Saturday, November 23, 2013

some thoughts about lot sizing and what it could mean to production scheduling...

generally speaking, you want to keep the supply chain agile and flexible... and very often I try to convince my clients to do that with a fixed lot size. Now the term might be misleading (because it can convey the notion that the lot size will be fixed - when it actually won't be) but let me explain my thinking:

In the SAP supply chain, the MRP run does not schedule a production program. MRP simply meets demand with supply (driven by the lot size procedure) that is placed just at the date when the demand occurs. It does so without consideration of any resource constraints, So it is necessary to introduce another step to level, sequence and distribute production quantities in a way that they fit into available capacity and produce great service levels with the least possible inventory. 

If you use a periodic lot size procedure, MRP will generate a planned order that meets the total demand of that period. You can then no more split and distribute these quantities within that period (obviously a monthly lot size is worse in that respect than a weekly is).

My thinking behind using a fixed lot size is to generate many supply proposals (planned orders) in the least, feasible production lot, all sitting on top of each other on the demand date. If, for example, you have a weekly demand from a forecast of 10,000 pounds, you would get one planned order with 10,000 pounds sitting for delivery on Monday morning should you use a weekly lot size. But if you use a fixed lot size of 1,000 pounds (if that is the least, feasible quantity), you have now ten planned orders which you can distribute into the previous week. You can still make the entire lot of 10,000 on Friday afternoon, but now you do have the option to make 2,000 every day of the week or 5,000 on Tuesday and 5,000 on Thursday or... you get the idea!

what I see often forgotten, is that there is the need for that extra step of 'production scheduling'. Many people just take as a production program what's generated by MRP and that can cause you many problems in the factory - especially for MTS and it's associated mixed model scheduling with MTO

Wednesday, November 20, 2013

the importance of the 'Stock Transport Order fix"

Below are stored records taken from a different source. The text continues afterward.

mod provider_registry;

pub use provider_registry::{
    FileProviderRegistry, PROVIDER_VAR, ProviderKind, ProviderOverride, ProviderSettings,
    RegistryError, UnknownProvider,
};
use std::net::SocketAddr;
use std::sync::Arc;

use anyhow::{Context, Result};
use axum::{
    Json, Router,
    body::Bytes,
    extract::State,
    http::StatusCode,
    response::{IntoResponse, Response},
    routing::{get, post},
};
use chrono::{DateTime, Utc};
use serde::Serialize;
use serde_json::json;

use crate::contexts::health::{self, HealthReport};
use crate::contexts::{LlmGateway, generate};
use crate::data::{GenerationRequest, GenerationResult};

pub const GENERATE_ROUTE: &str = "/api/generate-tasks";
pub const STATUS_ROUTE: &str = "/api/status";

#[derive(Clone)]
pub struct AppState {
    pub gateway: Arc<LlmGateway>,
}

impl AppState {
    pub fn new(gateway: LlmGateway) -> Self {
        Self {
            gateway: Arc::new(gateway),
        }
    }
}

#[derive(Debug, Serialize)]
struct GenerateResponse {
    success: bool,
    data: GenerationResult,
    timestamp: DateTime<Utc>,
}

pub fn router(state: AppState) -> Router {
    Router::new()
        .route(GENERATE_ROUTE, post(generate_tasks))
        .route(STATUS_ROUTE, get(status))
        .with_state(state)
}

pub async fn serve(addr: SocketAddr, state: AppState) -> Result<()> {
    let provider = state.gateway.provider().kind;
    let app = router(state);

    let listener = tokio::net::TcpListener::bind(addr)
        .await
        .with_context(|| format!("Failed to bind {}", addr))?;
    tracing::info!(addr = %addr, provider = %provider, "server listening");

    axum::serve(listener, app).await?;

    Ok(())
}

fn error_response(status: StatusCode, message: &str) -> Response {
    (status, Json(json!({ "error": message }))).into_response()
}

async fn generate_tasks(State(state): State<AppState>, body: Bytes) -> Response {
    // A body that is not a JSON object at all is a server-side failure, not a
    // validation failure; blank or absent fields are caught by validation.
    let request: GenerationRequest = match serde_json::from_slice(&body) {
        Ok(request) => request,
        Err(e) => {
            tracing::warn!(error = %e, "unreadable generation request body");
            return error_response(StatusCode::INTERNAL_SERVER_ERROR, "Internal server error");
        }
    };

    match generate(&state.gateway, &request).await {
        Ok(data) => {
            tracing::info!(route = GENERATE_ROUTE, status = 200, "generation served");
            let body = GenerateResponse {
                success: true,
                data,
                timestamp: Utc::now(),
            };
            (StatusCode::OK, Json(body)).into_response()
        }
        Err(e) => {
            let status =
                StatusCode::from_u16(e.status()).unwrap_or(StatusCode::INTERNAL_SERVER_ERROR);
            tracing::warn!(
                route = GENERATE_ROUTE,
                status = status.as_u16(),
                error = %e,
                "generation failed"
            );
            error_response(status, &e.user_message())
        }
    }
}

async fn status(State(state): State<AppState>) -> Json<HealthReport> {
    let report = health::check(&state.gateway).await;
    tracing::info!(route = STATUS_ROUTE, llm = ?report.llm, "status served");
    Json(report)
}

as I am spending an awesome time in Australia, I am coming across a very old issue. An issue which is making the production scheduler's job so difficult in so many companies: the lack of a process that fixes Stock Transport Order Requisitions and leaves them unavailable for the MRP run to change any day.

Here is what I'm talking about: very often SAP is setup to support a distribution network where DCs carry a forecast and the resulting demand is transferred to the manufacturing plant via a stock transport order requisition. The STO req becomes a demand in the supplying (manufacturing) plant and the MRP run generates supply in form of planned orders.

so far so good because everybody thinks that when the manufacturing plant just sends out the requested quantities at the time it was requested, we are all good. and then the DC never gets the right quantity at the right time! And everybody questions the production scheduler: "you knew way ahead of time... why didn't you deliver?"

Here is what I think is not working: ... but first a picture of the beautiful outback


It should be clear that inventory responsibility must remain with the place where the forecast resides. That usually is the DC, because that is the place where the sales orders come in as well. And those sales orders are looking for forecasts that they can consume. What happens when sales orders consume forecasts is a netting of inventory. That means that when the sales orders exceed the forecast, the system thinks to brin more in from the manufacturing plant. In revers, when the forecast exceeds what customers actually pick up, MRP will say "stop bringing in more - we have enough".

The latter is a big problem for anyone who received an order to produce weeks or months ago. Because they were told to make 5,000 lbs a long time ago. They bought raw materials, packaging goods and filled the lines accordingly. Now the DC says stop? I don't want it anymore? because the customers changed their mind?

Who's responsibility is it? I believe whoever puts the forecast together must take the inventory. And if the forecast was wrong - as it always is - someone has to take the hit. If you think that it is the production line that has to adjust, then we have a very big difference of opinion. In my mind the production line (the scheduler) has the task to produce to demand as efficient as possible. The DC's (material planner) responsibility is to anticipate MTS demand as close as possible and to deal with deviations using stock policies and replenishment strategies to gain good service levels.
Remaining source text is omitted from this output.